I heard a story this morning about someone expressing that they couldn’t trust an Atheist. In this case the Atheist was one of the people in charge of an institution. We also know there are no “out” Atheists in the US Congress nor Supreme Court. And being an Atheist is now about the only thing that can keep you from being a Boy Scout!
I am also not publicly “out” as an Atheist. My wife and my kids know, but not the rest of my family; although they probably suspect. They already know I’m a crazy liberal that doesn’t go to church and drinks! But they probably still somehow hope I’ll make it to heaven – which would clearly not be the case if they knew I was an Atheist!
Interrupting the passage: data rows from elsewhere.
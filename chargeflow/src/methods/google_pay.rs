use super::{approved_id, capture_charge, decline_charge, fetch_callback, request_wallet_token, require};
use crate::backend::{BoxFuture, WalletBackend};
use crate::error::{Integration, WalletError};
use crate::proto::{
    AmountContext, CallbackRequest, CallbackRequestType, CaptureRequest, ChargeResponse, PaymentMethod,
    WalletToken,
};
use crate::wallet::{Approval, Completion, LaunchInstruction, WalletCallback, WalletFlow};

/// Google Pay payment sheet.
///
/// The backend binds a transaction up front. The payment sheet returns an
/// encrypted Google Pay token, captured as the payment method id.
#[derive(Debug, Clone)]
pub struct GooglePayFlow<B> {
    backend: B,
}

impl<B> GooglePayFlow<B> {
    /// Creates a flow.
    pub const fn new(backend: B) -> Self {
        Self { backend }
    }
}

impl<B: WalletBackend> WalletFlow for GooglePayFlow<B> {
    fn method(&self) -> PaymentMethod {
        PaymentMethod::GooglePay
    }

    fn request_token<'a>(
        &'a self,
        amount: &'a AmountContext,
    ) -> BoxFuture<'a, Result<WalletToken, WalletError>> {
        Box::pin(request_wallet_token(&self.backend, PaymentMethod::GooglePay, amount))
    }

    fn request_callback<'a>(
        &'a self,
        token: &'a WalletToken,
    ) -> BoxFuture<'a, Result<WalletCallback, WalletError>> {
        Box::pin(async move {
            let request = CallbackRequest {
                request_type: CallbackRequestType::CreateTransaction,
                ..CallbackRequest::session(PaymentMethod::GooglePay)
            };
            let data = fetch_callback(&self.backend, token, &request).await?;
            let order_id = require(Integration::GooglePay, data.id, "id")?;
            Ok(WalletCallback {
                method: PaymentMethod::GooglePay,
                charge_id: Some(order_id.clone()),
                instruction: LaunchInstruction::OrderId(order_id),
            })
        })
    }

    fn capture<'a>(
        &'a self,
        token: &'a WalletToken,
        _callback: &'a WalletCallback,
        approval: &'a Approval,
    ) -> BoxFuture<'a, Result<Completion, WalletError>> {
        Box::pin(async move {
            let request = CaptureRequest {
                payment_method_id: approved_id(Integration::GooglePay, &approval.payment_method_id)?,
                payer_id: None,
            };
            capture_charge(&self.backend, PaymentMethod::GooglePay, token, &request).await
        })
    }

    fn decline<'a>(
        &'a self,
        token: &'a WalletToken,
        callback: &'a WalletCallback,
    ) -> BoxFuture<'a, Result<Option<ChargeResponse>, WalletError>> {
        Box::pin(decline_charge(&self.backend, token, callback))
    }
}
//! Card and gift-card tokenisation requests.

use std::fmt;

use serde::{Deserialize, Serialize};

/// Body of `POST /payment_sources/tokens` for a card.
#[derive(Clone, PartialEq, Eq, Serialize, Deserialize)]
pub struct CardTokenRequest {
    /// Gateway the card will be charged through.
    #[serde(default, skip_serializing_if = "Option::is_none")]
    pub gateway_id: Option<String>,
    /// Always `"card"`.
    #[serde(rename = "type")]
    pub kind: String,
    /// Cardholder name.
    pub card_name: String,
    /// Primary account number.
    pub card_number: String,
    /// Two-digit expiry month.
    pub expire_month: String,
    /// Two or four digit expiry year.
    pub expire_year: String,
    /// Card security code.
    #[serde(default, skip_serializing_if = "Option::is_none")]
    pub card_ccv: Option<String>,
}

impl CardTokenRequest {
    /// Creates a card tokenisation request.
    #[must_use]
    pub fn new(
        card_name: impl Into<String>,
        card_number: impl Into<String>,
        expire_month: impl Into<String>,
        expire_year: impl Into<String>,
    ) -> Self {
        Self {
            gateway_id: None,
            kind: "card".to_owned(),
            card_name: card_name.into(),
            card_number: card_number.into(),
            expire_month: expire_month.into(),
            expire_year: expire_year.into(),
            card_ccv: None,
        }
    }

    /// Sets the security code.
    #[must_use]
    pub fn with_ccv(mut self, ccv: impl Into<String>) -> Self {
        self.card_ccv = Some(ccv.into());
        self
    }

    /// Sets the gateway.
    #[must_use]
    pub fn with_gateway(mut self, gateway_id: impl Into<String>) -> Self {
        self.gateway_id = Some(gateway_id.into());
        self
    }
}

impl fmt::Debug for CardTokenRequest {
    fn fmt(&self, f: &mut fmt::Formatter<'_>) -> fmt::Result {
        f.debug_struct("CardTokenRequest")
            .field("gateway_id", &self.gateway_id)
            .field("card_name", &self.card_name)
            .field("card_number", &mask_pan(&self.card_number))
            .field("expire_month", &self.expire_month)
            .field("expire_year", &self.expire_year)
            .field("card_ccv", &self.card_ccv.as_ref().map(|_| "***"))
            .finish()
    }
}

/// Body of `POST /payment_sources/tokens` for a gift card.
#[derive(Clone, PartialEq, Eq, Serialize, Deserialize)]
pub struct GiftCardTokenRequest {
    /// Gateway the gift card belongs to.
    #[serde(default, skip_serializing_if = "Option::is_none")]
    pub gateway_id: Option<String>,
    /// Always `"gift_card"`.
    #[serde(rename = "type")]
    pub kind: String,
    /// Gift card number.
    pub card_number: String,
    /// Gift card PIN.
    pub card_pin: String,
    /// Whether the gateway may store the PIN for later charges.
    #[serde(default)]
    pub store_pin: bool,
}

impl GiftCardTokenRequest {
    /// Creates a gift card tokenisation request.
    #[must_use]
    pub fn new(card_number: impl Into<String>, card_pin: impl Into<String>) -> Self {
        Self {
            gateway_id: None,
            kind: "gift_card".to_owned(),
            card_number: card_number.into(),
            card_pin: card_pin.into(),
            store_pin: false,
        }
    }

    /// Sets the gateway.
    #[must_use]
    pub fn with_gateway(mut self, gateway_id: impl Into<String>) -> Self {
        self.gateway_id = Some(gateway_id.into());
        self
    }
}

impl fmt::Debug for GiftCardTokenRequest {
    fn fmt(&self, f: &mut fmt::Formatter<'_>) -> fmt::Result {
        f.debug_struct("GiftCardTokenRequest")
            .field("gateway_id", &self.gateway_id)
            .field("card_number", &mask_pan(&self.card_number))
            .field("card_pin", &"***")
            .field("store_pin", &self.store_pin)
            .finish()
    }
}

/// Keeps the last four digits of a card number.
fn mask_pan(number: &str) -> String {
    let digits: Vec<char> = number.chars().filter(char::is_ascii_digit).collect();
    let tail: String = digits.iter().skip(digits.len().saturating_sub(4)).collect();
    format!("****{tail}")
}

#[cfg(test)]
mod tests {
    use super::*;

    #[test]
    fn test_card_request_debug_masks_secrets() {
        let request = CardTokenRequest::new("J Smith", "4111 1111 1111 1234", "09", "2030")
            .with_ccv("123");
        let debug = format!("{request:?}");
        assert!(debug.contains("****1234"));
        assert!(!debug.contains("4111"));
        assert!(!debug.contains("123\""));
    }

    #[test]
    fn test_gift_card_request_serializes_type() {
        let request = GiftCardTokenRequest::new("6280001234", "9876").with_gateway("gw_1");
        let value = serde_json::to_value(&request).unwrap();
        assert_eq!(value["type"], "gift_card");
        assert_eq!(value["gateway_id"], "gw_1");
        assert_eq!(value["store_pin"], false);
        assert!(!format!("{request:?}").contains("9876"));
    }
}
I very seldom acknowledged my Atheism when I and my kids were younger. I knew it would close the doors to many job opportunities for me. And it would have also closed the door to friendships and more for my kids. But it was at least mildly acceptable to be non-religious and even a bit liberal – Atheism would push it too far though!
The only thing holding me back now is the fear of breaking my Mother’s heart. We had one falling out for a while over the devil known as Trump! But that was something we could patch over and just not talk about anymore. I have declared my unwillingness to talk about some things they hear on Fox “News”, but this would be way bigger!
Yet I am already growing more distant to my family and have little in common left. I see how the bravery of those in the LGBTQ community has at least started changing things. I know there is still a long way to go, just as with racism, but progress exists. Maybe its time I come “out” for Atheism also – otherwise how will they ever learn to trust?